By the early 1980’s Wennberg’s studies concluded that new physician incentive were needed if doctors were to provide appropriate care at acceptable costs.

Nevertheless, iatrogenic (doctor-induced) factors contributing to healthcare cost escalation continued into the 1990’s, despite rising physician incomes.  And, a few years ago it was estimated that:

· 53 percent of all surgeries may be unnecessary.

· 36 percent of all medical office visits may not be needed.

· 35 percent of all hospital admissions may be iatrogenic.

· Iatrogenic medication errors abound. 

Other causes of spiraling costs included: voracious consumer appetite, lifestyle drugs with direct to patient advertising, inflation, cost shifting, and the relative insulation of consumers to the true cost of medical care. 

The “Malpractice Phobia” 

Moreover, malpractice phobia, misinformed patients, hungry trial lawyers and class action lawsuits have all contributed to escalating healthcare costs.  

For example, the Jury Verdict Research estimated median award statistics for the Year 2000, as:

· $689,000 for medication errors;

· $563,000 for misdiagnosis cases;

· $277,000 for surgical negligence;

· $280,000 for non-surgical treatment cases;

· $284,000 for cases involving doctor/patient relations;

· $630,000 median award for all medical malpractice cases. 

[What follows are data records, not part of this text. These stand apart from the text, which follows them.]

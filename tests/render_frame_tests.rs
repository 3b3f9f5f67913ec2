use econ_dash::ChartError;
use econ_dash::core::Viewport;
use econ_dash::render::{
    CanvasLayerKind, Color, LinePrimitive, LineStrokeStyle, NullRenderer, RectPrimitive,
    RenderFrame, Renderer, TextHAlign, TextPrimitive,
};

fn black() -> Color {
    Color::rgb(0.0, 0.0, 0.0)
}

#[test]
fn new_frame_has_layers_in_paint_order() {
    let frame = RenderFrame::new(Viewport::new(640, 480));
    let kinds: Vec<CanvasLayerKind> = frame.layers.iter().map(|layer| layer.kind).collect();
    assert_eq!(kinds, CanvasLayerKind::CANONICAL_ORDER);
    assert!(frame.is_empty());
}

#[test]
fn primitives_land_in_their_layer() {
    let mut frame = RenderFrame::new(Viewport::new(640, 480));
    frame.push_text(
        CanvasLayerKind::Legend,
        TextPrimitive::new("Food", 10.0, 10.0, 12.0, black(), TextHAlign::Left),
    );
    frame.push_line(
        CanvasLayerKind::Series,
        LinePrimitive::new(0.0, 0.0, 10.0, 10.0, 1.5, black()),
    );
    frame.push_line(
        CanvasLayerKind::Grid,
        LinePrimitive::new(0.0, 5.0, 640.0, 5.0, 1.0, black().with_alpha(0.7))
            .with_stroke_style(LineStrokeStyle::Dashed),
    );
    frame.push_rect(
        CanvasLayerKind::Background,
        RectPrimitive::new(0.0, 0.0, 640.0, 480.0, Color::hex(0xE5E5E5)),
    );

    assert_eq!(frame.line_count(), 2);
    assert_eq!(frame.rect_count(), 1);
    assert_eq!(frame.text_count(), 1);

    let grid = frame.layer(CanvasLayerKind::Grid).expect("grid layer");
    assert_eq!(grid.lines[0].stroke_style, LineStrokeStyle::Dashed);
    // Iteration follows paint order: the grid line comes before the series line.
    let widths: Vec<f64> = frame.lines().map(|line| line.stroke_width).collect();
    assert_eq!(widths, [1.0, 1.5]);
    frame.validate().expect("valid frame");
}

#[test]
fn validation_rejects_bad_geometry_and_colors() {
    let mut frame = RenderFrame::new(Viewport::new(640, 480));
    frame.push_line(
        CanvasLayerKind::Series,
        LinePrimitive::new(0.0, f64::NAN, 10.0, 10.0, 1.0, black()),
    );
    assert!(matches!(frame.validate(), Err(ChartError::InvalidData(_))));

    let mut frame = RenderFrame::new(Viewport::new(640, 480));
    frame.push_rect(
        CanvasLayerKind::Background,
        RectPrimitive::new(0.0, 0.0, -1.0, 10.0, black()),
    );
    assert!(frame.validate().is_err());

    let mut frame = RenderFrame::new(Viewport::new(640, 480));
    frame.push_text(
        CanvasLayerKind::Axis,
        TextPrimitive::new("x", 0.0, 0.0, 12.0, Color::rgba(1.5, 0.0, 0.0, 1.0), TextHAlign::Left),
    );
    assert!(frame.validate().is_err());

    let frame = RenderFrame::new(Viewport::new(0, 480));
    assert!(matches!(
        frame.validate(),
        Err(ChartError::InvalidViewport { width: 0, height: 480 })
    ));
}

#[test]
fn hex_colors_unpack_channels() {
    let color = Color::hex(0x348ABD);
    assert!((color.red - 0x34 as f64 / 255.0).abs() < 1e-12);
    assert!((color.green - 0x8A as f64 / 255.0).abs() < 1e-12);
    assert!((color.blue - 0xBD as f64 / 255.0).abs() < 1e-12);
    assert_eq!(color.alpha, 1.0);
}

#[test]
fn null_renderer_counts_primitives() {
    let mut frame = RenderFrame::new(Viewport::new(320, 200));
    frame.push_line(
        CanvasLayerKind::Series,
        LinePrimitive::new(0.0, 0.0, 10.0, 10.0, 1.0, black()),
    );
    frame.push_text(
        CanvasLayerKind::Axis,
        TextPrimitive::new("2020-01-01", 5.0, 5.0, 12.0, black(), TextHAlign::Right).rotated(45.0),
    );

    let mut renderer = NullRenderer::default();
    renderer.render(&frame).expect("render");
    renderer.render(&frame).expect("render");
    assert_eq!(renderer.frames_rendered, 2);
    assert_eq!(renderer.last_line_count, 1);
    assert_eq!(renderer.last_text_count, 1);
    assert_eq!(renderer.last_rect_count, 0);
}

All have grown since then.

Conclusion 

Not coincidentally, corporate America looked for methods to contain costs and provide pro-active, rather than retroactive-active medical care. In the past, managed care, not national healthcare, was the private result.  

But, a national healthcare system may still be in the future. 

What are your thoughts on the above regarding the upcoming political election season?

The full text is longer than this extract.